Thursday, April 9, 2009

Driver scam: Agency uses RTA name

Driver scam: Agency uses RTA name
Published in Xpress Newspaper, April 2, 2009

Nearly 140 Filipinos – recruited to work as Roads and Transport Authority (RTA) bus drivers in Dubai – have become victims of a possible 20.5-million- peso (Dh2 million) swindle.
Without the promised jobs, some have been reduced to scavenging to eke out their next meal.

Many of the recruits said they came on a visit visa, arranged by CYM International Services, a job agency in Manila, which endorsed them to a local agency, Al Tomooh Technical Services, in Dubai. Al Tomooh declined to comment. In sheer misery

“It’s clear we’re not expected here,” said Reynaldo V. Salas, 35, a former bus driver of Baliuag Transit, wiping away his tears. He showed photocopies of cheques they signed to a bank and lending agency in Manila.



Some victims have already overstayed their visa period.

For each day that a tourist overstays a one-month visa in Dubai/UAE, he/she has to pay a fine of Dh200 (around 2,000 pesos) for the first day and Dh100 for each subsequent day.

The group that had arrived between January 29 and March 6, are currently staying in a flat near the Ajman garbage dump site.

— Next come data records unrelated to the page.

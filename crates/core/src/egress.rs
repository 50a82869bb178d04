//! AI → telephony direction.

use crate::{
    config::{EarlyAudioPolicy, RelayOptions},
    connection::{TextSink, TextStream},
    log_sink::{AudioDirection, CallLog},
    pipe::{Next, TaskEnd, enqueue, forward_frames, next_frame},
    protocol::{OutboundMedia, ServerEvent},
    session::CallSession,
};
use std::collections::VecDeque;
use std::sync::Arc;
use std::time::Duration;
use tokio::sync::mpsc;
use tokio_util::sync::CancellationToken;
use tracing::{debug, info, warn};

/// Outcome of the AI egress task.
#[derive(Debug, Clone)]
pub struct EgressReport {
    pub end: TaskEnd,
    /// Media frames delivered to the telephony connection.
    pub forwarded: usize,
    /// Early audio deltas discarded because no stream id was known.
    pub dropped_early: usize,
}

pub(crate) struct Egress {
    pub realtime: TextStream,
    pub telephony: TextSink,
    pub session: Arc<CallSession>,
    pub log: Arc<dyn CallLog>,
    pub cancel: CancellationToken,
    pub options: RelayOptions,
}

impl Egress {
    /// Runs until the AI stream ends, fails, or the call is cancelled.
    ///
    /// The telephony sink is not closed here; it is handed back so the
    /// coordinator can close it.
    pub(crate) async fn run(self) -> (EgressReport, TextSink) {
        let Egress {
            realtime,
            telephony,
            session,
            log,
            cancel,
            options,
        } = self;

        let (tx, rx) = mpsc::channel(options.channel_capacity.max(1));
        let local = cancel.child_token();
        let reader = AiReader {
            session,
            log,
            tx,
            cancel: local.clone(),
            policy: options.early_audio,
            pending: VecDeque::new(),
            dropped_early: 0,
        };
        let read = reader.run(realtime, options.max_idle);
        let forwarder = forward_frames(rx, telephony, cancel, local, "telephony", false);
        let ((end, dropped_early), (forwarded, result, telephony)) =
            tokio::join!(read, forwarder);

        let end = match result {
            Err(e) => TaskEnd::Failed(e.to_string()),
            Ok(()) => end,
        };
        info!(?end, forwarded, dropped_early, "AI egress finished");
        let report = EgressReport {
            end,
            forwarded,
            dropped_early,
        };
        (report, telephony)
    }
}

struct AiReader {
    session: Arc<CallSession>,
    log: Arc<dyn CallLog>,
    tx: mpsc::Sender<String>,
    cancel: CancellationToken,
    policy: EarlyAudioPolicy,
    /// Audio payloads waiting for the stream id, oldest first.
    pending: VecDeque<String>,
    dropped_early: usize,
}

impl AiReader {
    /// Reads until the AI stream ends. Consumes the reader so its sender is
    /// dropped and the forwarder can drain and finish.
    async fn run(
        mut self,
        mut realtime: TextStream,
        max_idle: Option<Duration>,
    ) -> (TaskEnd, usize) {
        let end = self.read_loop(&mut realtime, max_idle).await;
        let mut dropped = self.dropped_early;
        if !self.pending.is_empty() {
            warn!(
                pending = self.pending.len(),
                "Discarding AI audio that never received a stream id"
            );
            dropped += self.pending.len();
        }
        (end, dropped)
    }

    async fn read_loop(
        &mut self,
        realtime: &mut TextStream,
        max_idle: Option<Duration>,
    ) -> TaskEnd {
        loop {
            let next = if self.pending.is_empty() {
                next_frame(realtime, &self.cancel, max_idle).await
            } else {
                let session = self.session.clone();
                tokio::select! {
                    sid = session.wait_for_stream_sid() => {
                        if !self.flush_pending(&sid).await {
                            return self.stopped();
                        }
                        continue;
                    }
                    next = next_frame(realtime, &self.cancel, max_idle) => next,
                }
            };

            let text = match next {
                Next::Frame(text) => text,
                Next::Closed => {
                    info!("AI connection closed");
                    return TaskEnd::Finished;
                }
                Next::Idle => {
                    warn!("AI connection idle, ending call");
                    return TaskEnd::Idle;
                }
                Next::Cancelled => return TaskEnd::Cancelled,
                Next::Failed(e) => {
                    warn!(error = %e, "Error receiving from AI service");
                    return TaskEnd::Failed(e.to_string());
                }
            };

            let event = match serde_json::from_str::<ServerEvent>(&text) {
                Ok(event) => event,
                Err(e) => {
                    warn!(error = %e, "Dropping malformed AI message");
                    continue;
                }
            };

            if !self.handle(event).await {
                return self.stopped();
            }
        }
    }

    /// Applies one AI event. Returns `false` when the telephony forwarder is
    /// gone.
    async fn handle(&mut self, event: ServerEvent) -> bool {
        match event {
            ServerEvent::ResponseAudioDelta { delta } => {
                if delta.is_empty() {
                    debug!("Ignoring audio delta without payload");
                    return true;
                }
                match self.session.stream_sid() {
                    Some(sid) => {
                        if !self.pending.is_empty() && !self.flush_pending(&sid).await {
                            return false;
                        }
                        self.send_audio(&sid, delta).await
                    }
                    None => {
                        self.hold_early(delta);
                        true
                    }
                }
            }
            ServerEvent::ResponseText { text }
            | ServerEvent::AudioTranscriptDone { transcript: text } => {
                if !text.is_empty() {
                    info!(text = %text, "AI response");
                    if let Err(e) = self.log.record_text(&text).await {
                        warn!(error = %e, "Failed to write text log");
                    }
                }
                true
            }
            ServerEvent::Error { error } => {
                warn!(
                    error_type = ?error.error_type,
                    code = ?error.code,
                    message = ?error.message,
                    "AI service reported an error"
                );
                true
            }
            event if event.is_diagnostic() => {
                debug!(kind = event.kind(), "AI event");
                true
            }
            _ => true,
        }
    }

    fn hold_early(&mut self, delta: String) {
        match self.policy {
            EarlyAudioPolicy::Drop => {
                self.dropped_early += 1;
                warn!("Dropping AI audio received before the stream started");
            }
            EarlyAudioPolicy::Buffer { max_frames } => {
                if self.pending.len() >= max_frames.max(1) {
                    self.pending.pop_front();
                    self.dropped_early += 1;
                    warn!(max_frames, "Early audio buffer full, dropping oldest frame");
                }
                self.pending.push_back(delta);
                debug!(pending = self.pending.len(), "Holding AI audio until the stream starts");
            }
        }
    }

    async fn flush_pending(&mut self, sid: &str) -> bool {
        debug!(count = self.pending.len(), "Flushing held AI audio");
        while let Some(delta) = self.pending.pop_front() {
            if !self.send_audio(sid, delta).await {
                return false;
            }
        }
        true
    }

    async fn send_audio(&mut self, sid: &str, delta: String) -> bool {
        let frame = OutboundMedia::new(sid, delta);
        let text = match serde_json::to_string(&frame) {
            Ok(text) => text,
            Err(e) => {
                warn!(error = %e, "Failed to encode media frame");
                return true;
            }
        };
        if !enqueue(&self.tx, text, &self.cancel).await {
            return false;
        }
        if let Err(e) = self
            .log
            .record_audio(AudioDirection::Sent, &frame.media.payload)
            .await
        {
            warn!(error = %e, "Failed to write audio log");
        }
        true
    }

    fn stopped(&self) -> TaskEnd {
        if self.cancel.is_cancelled() {
            TaskEnd::Cancelled
        } else {
            TaskEnd::Failed("telephony forwarder stopped".to_string())
        }
    }
}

Max Sumulong, 34, one of the victims, said last year CYM had offered him a job as a driver for Dh5,200 a month and he had given the agency 10,000 pesos (Dh1,000) as “processing fee”.

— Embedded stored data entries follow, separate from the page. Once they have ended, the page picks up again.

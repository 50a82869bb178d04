//! Wire formats of the two relayed connections.

pub mod realtime;
pub mod telephony;

pub use realtime::{AudioFormat, ClientEvent, ServerEvent, SessionConfig, TurnDetection};
pub use telephony::{OutboundMedia, TelephonyEvent};
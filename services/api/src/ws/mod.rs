//! WebSocket plumbing
//!
//! - `session`: upgrades the telephony media stream and hands it to the relay.
//! - `provider`: opens the connection to the realtime AI service.

pub mod provider;
pub mod session;

pub use session::ws_handler;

“The agency had asked each one of us to take out a 150,000-peso (Dh11,418) loan from a lending agency recommended by them and made us sign undated cheques worth 405,000 pesos (about Dh40,000) addressed to a bank and the lending agency, payable in 15 months,” he said.

Eliseo Maximo, who has worked for 11 years as a bus driver in Manila, said: “We’ve been collecting aluminium cans, selling them at Dh4 per kg in Ajman, just to have something to eat.”

Uncertain future

Arthur Hernandez, a bus driver for nine years, said: “I don’t know whom to believe anymore … An employee of Al Tomooh said hiring of bus drivers has been frozen. She said there are jobs open for taxi drivers. We’re told to go back to the Philippines. Nothing is clear.”

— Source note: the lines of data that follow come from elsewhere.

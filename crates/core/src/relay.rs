//! The relay coordinator: owns a call from the accepted telephony connection
//! to teardown.

use crate::{
    config::RelayOptions,
    configurator::configure_session,
    connection::{Connection, RealtimeConnector, TextSink},
    egress::{Egress, EgressReport},
    error::RelayError,
    ingest::{Ingest, IngestReport},
    log_sink::{CallLog, CallLogFactory, NullCallLog},
    pipe::TaskEnd,
    protocol::SessionConfig,
    session::{CallId, CallSession, CallState, StreamSidWriter},
};
use futures::SinkExt;
use std::sync::Arc;
use tokio_util::sync::CancellationToken;
use tracing::{Instrument, error, info, info_span, warn};

/// The side whose task ended first and triggered teardown.
#[derive(Debug, Clone, Copy, PartialEq, Eq)]
pub enum Side {
    Telephony,
    Realtime,
}

/// What happened during a relayed call.
#[derive(Debug, Clone)]
pub struct CallSummary {
    pub call_id: CallId,
    pub stream_sid: Option<String>,
    pub ended_by: Side,
    pub telephony_end: TaskEnd,
    pub realtime_end: TaskEnd,
    /// Audio appends delivered to the AI service.
    pub frames_to_realtime: usize,
    /// Media frames delivered to the telephony provider.
    pub frames_to_telephony: usize,
    pub dropped_early_audio: usize,
}

/// Relays calls between the telephony provider and the realtime AI service.
///
/// Cheap to clone; every call gets its own session, connections and logs.
#[derive(Clone)]
pub struct Relay {
    connector: Arc<dyn RealtimeConnector>,
    logs: Arc<dyn CallLogFactory>,
    session_config: Arc<SessionConfig>,
    options: RelayOptions,
}

impl Relay {
    pub fn new(
        connector: Arc<dyn RealtimeConnector>,
        logs: Arc<dyn CallLogFactory>,
        session_config: SessionConfig,
        options: RelayOptions,
    ) -> Self {
        Self {
            connector,
            logs,
            session_config: Arc::new(session_config),
            options,
        }
    }

    /// Relays one call until either side ends.
    ///
    /// Returns an error, without starting any relay task, when the AI
    /// connection cannot be opened or configured. The telephony connection
    /// is closed in every case.
    pub async fn run_call(&self, telephony: Connection) -> Result<CallSummary, RelayError> {
        let (session, stream_sid) = CallSession::new();
        let span = info_span!("call", call_id = %session.call_id());
        self.relay(session, stream_sid, telephony)
            .instrument(span)
            .await
    }

    async fn relay(
        &self,
        session: Arc<CallSession>,
        stream_sid: StreamSidWriter,
        telephony: Connection,
    ) -> Result<CallSummary, RelayError> {
        let Connection {
            sink: mut telephony_sink,
            stream: telephony_stream,
        } = telephony;

        info!("Opening realtime connection");
        let realtime = match self.connector.connect().await {
            Ok(conn) => conn,
            Err(e) => {
                error!(error = %e, "Could not open realtime connection, aborting call");
                close_quietly(&mut telephony_sink, "telephony").await;
                return Err(e);
            }
        };
        let Connection {
            sink: mut realtime_sink,
            stream: realtime_stream,
        } = realtime;

        if let Err(e) = configure_session(&mut realtime_sink, &self.session_config).await {
            error!(error = %e, "Could not configure realtime session, aborting call");
            close_quietly(&mut realtime_sink, "realtime").await;
            close_quietly(&mut telephony_sink, "telephony").await;
            return Err(e);
        }

        let log: Arc<dyn CallLog> = match self.logs.open(session.call_id()).await {
            Ok(log) => log,
            Err(e) => {
                warn!(error = %e, "Could not open call logs, continuing without them");
                Arc::new(NullCallLog)
            }
        };

        session.transition(CallState::Active);
        let cancel = CancellationToken::new();
        let span = tracing::Span::current();
        let mut ingest = tokio::spawn(
            Ingest {
                telephony: telephony_stream,
                realtime: realtime_sink,
                stream_sid,
                log: log.clone(),
                cancel: cancel.clone(),
                options: self.options.clone(),
            }
            .run()
            .instrument(span.clone()),
        );
        let mut egress = tokio::spawn(
            Egress {
                realtime: realtime_stream,
                telephony: telephony_sink,
                session: session.clone(),
                log: log.clone(),
                cancel: cancel.clone(),
                options: self.options.clone(),
            }
            .run()
            .instrument(span),
        );
        info!("Relay active");

        let mut ingest_done = None;
        let mut egress_done = None;
        let ended_by = tokio::select! {
            res = &mut ingest => {
                ingest_done = Some(res);
                Side::Telephony
            }
            res = &mut egress => {
                egress_done = Some(res);
                Side::Realtime
            }
        };
        session.transition(CallState::Closing);
        info!(?ended_by, "Relay direction ended, tearing down call");
        cancel.cancel();

        let ingest_res = match ingest_done {
            Some(res) => res,
            None => ingest.await,
        };
        let egress_res = match egress_done {
            Some(res) => res,
            None => egress.await,
        };

        let ingest_report = ingest_res.unwrap_or_else(|e| {
            error!(error = %e, "Telephony ingest task panicked");
            IngestReport {
                end: TaskEnd::Failed(e.to_string()),
                forwarded: 0,
            }
        });
        let egress_report = match egress_res {
            Ok((report, mut sink)) => {
                close_quietly(&mut sink, "telephony").await;
                report
            }
            Err(e) => {
                error!(error = %e, "AI egress task panicked");
                EgressReport {
                    end: TaskEnd::Failed(e.to_string()),
                    forwarded: 0,
                    dropped_early: 0,
                }
            }
        };

        session.transition(CallState::Closed);
        if let Err(e) = log.close().await {
            warn!(error = %e, "Failed to close call logs");
        }

        let summary = CallSummary {
            call_id: session.call_id().clone(),
            stream_sid: session.stream_sid(),
            ended_by,
            telephony_end: ingest_report.end,
            realtime_end: egress_report.end,
            frames_to_realtime: ingest_report.forwarded,
            frames_to_telephony: egress_report.forwarded,
            dropped_early_audio: egress_report.dropped_early,
        };
        info!(
            ended_by = ?summary.ended_by,
            to_realtime = summary.frames_to_realtime,
            to_telephony = summary.frames_to_telephony,
            "Call closed"
        );
        Ok(summary)
    }
}

async fn close_quietly(sink: &mut TextSink, peer: &'static str) {
    if let Err(e) = sink.close().await {
        info!(peer, error = %e, "Connection was already closed");
    }
}
//! Connections to third-party realtime voice APIs.

pub mod openai;

pub use openai::OpenAiConnector;
//! Sends the one-time `session.update` that configures the AI connection.

use crate::{
    connection::TextSink,
    error::RelayError,
    protocol::{ClientEvent, SessionConfig},
};
use futures::SinkExt;
use tracing::{info, instrument};

/// Sends exactly one `session.update` built from `config`.
///
/// Must run before any audio is forwarded. Any failure is fatal to the call.
#[instrument(skip_all, fields(voice = %config.voice))]
pub async fn configure_session(
    sink: &mut TextSink,
    config: &SessionConfig,
) -> Result<(), RelayError> {
    let event = ClientEvent::SessionUpdate {
        session: config.clone(),
    };
    let text =
        serde_json::to_string(&event).map_err(|e| RelayError::Configure(e.to_string()))?;
    sink.send(text)
        .await
        .map_err(|e| RelayError::Configure(e.to_string()))?;
    info!("Sent session configuration");
    Ok(())
}
//! Per-call session state shared by the two relay directions.

use std::fmt;
use std::sync::Arc;
use std::sync::atomic::{AtomicU64, Ordering};
use tokio::sync::watch;
use tracing::{debug, warn};

static CALL_SEQUENCE: AtomicU64 = AtomicU64::new(0);

/// Identifies a call. Derived from the local start time plus a process-wide
/// sequence number, and used to name the call's log files.
#[derive(Debug, Clone, PartialEq, Eq, Hash)]
pub struct CallId(String);

impl CallId {
    pub fn generate() -> Self {
        let seq = CALL_SEQUENCE.fetch_add(1, Ordering::Relaxed);
        let stamp = chrono::Local::now().format("%Y%m%d-%H%M%S%.3f");
        Self(format!("{}-{:04}", stamp, seq % 10_000))
    }

    pub fn as_str(&self) -> &str {
        &self.0
    }
}

impl fmt::Display for CallId {
    fn fmt(&self, f: &mut fmt::Formatter<'_>) -> fmt::Result {
        f.write_str(&self.0)
    }
}

/// Lifecycle of a call. Transitions only move forward.
#[derive(Debug, Clone, Copy, PartialEq, Eq, PartialOrd, Ord)]
pub enum CallState {
    Initializing,
    Active,
    Closing,
    Closed,
}

/// State of one relayed call.
///
/// The relay coordinator owns the session and is the only party allowed to
/// move its state. The stream id is written once through the
/// [`StreamSidWriter`] handed to the telephony ingest task.
#[derive(Debug)]
pub struct CallSession {
    call_id: CallId,
    stream_sid: watch::Receiver<Option<String>>,
    state: watch::Sender<CallState>,
}

impl CallSession {
    /// Creates a session in `Initializing` state, together with the single
    /// writer of its stream id.
    pub fn new() -> (Arc<Self>, StreamSidWriter) {
        let (sid_tx, sid_rx) = watch::channel(None);
        let (state_tx, _) = watch::channel(CallState::Initializing);
        let session = Arc::new(Self {
            call_id: CallId::generate(),
            stream_sid: sid_rx,
            state: state_tx,
        });
        (session, StreamSidWriter { tx: sid_tx })
    }

    pub fn call_id(&self) -> &CallId {
        &self.call_id
    }

    /// The stream id, if the telephony side has already started streaming.
    pub fn stream_sid(&self) -> Option<String> {
        self.stream_sid.borrow().clone()
    }

    /// Waits until the stream id is known.
    ///
    /// Never resolves if the writer is dropped without ever setting one.
    pub async fn wait_for_stream_sid(&self) -> String {
        let mut rx = self.stream_sid.clone();
        let sid = match rx.wait_for(Option::is_some).await {
            Ok(sid) => sid.clone(),
            Err(_) => None,
        };
        match sid {
            Some(sid) => sid,
            None => std::future::pending().await,
        }
    }

    pub fn state(&self) -> CallState {
        *self.state.borrow()
    }

    pub(crate) fn transition(&self, next: CallState) {
        self.state.send_if_modified(|current| {
            if next > *current {
                debug!(from = ?*current, to = ?next, "Call state transition");
                *current = next;
                true
            } else {
                warn!(from = ?*current, to = ?next, "Ignoring backward call state transition");
                false
            }
        });
    }
}

/// The only handle able to assign a session's stream id.
#[derive(Debug)]
pub struct StreamSidWriter {
    tx: watch::Sender<Option<String>>,
}

impl StreamSidWriter {
    /// Stores the stream id. Returns `false` and leaves the stored value
    /// untouched if one was already assigned.
    pub fn set(&self, sid: &str) -> bool {
        self.tx.send_if_modified(|current| {
            if current.is_some() {
                false
            } else {
                *current = Some(sid.to_string());
                true
            }
        })
    }
}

Virginia Calvez, Philippine Labour Attache and Head of Philippine Overseas Labour Office (Polo) in Dubai, said they were aware of the situation.

Calvez said they had requested the Manila government to stop processing drivers for RTA in 2008 after a similar case of illegal recruitment involving an agency had come to light. Carol PestaƱo, a document specialist at CYM in Manila, said she didn’t know why the workers came on a visit visa.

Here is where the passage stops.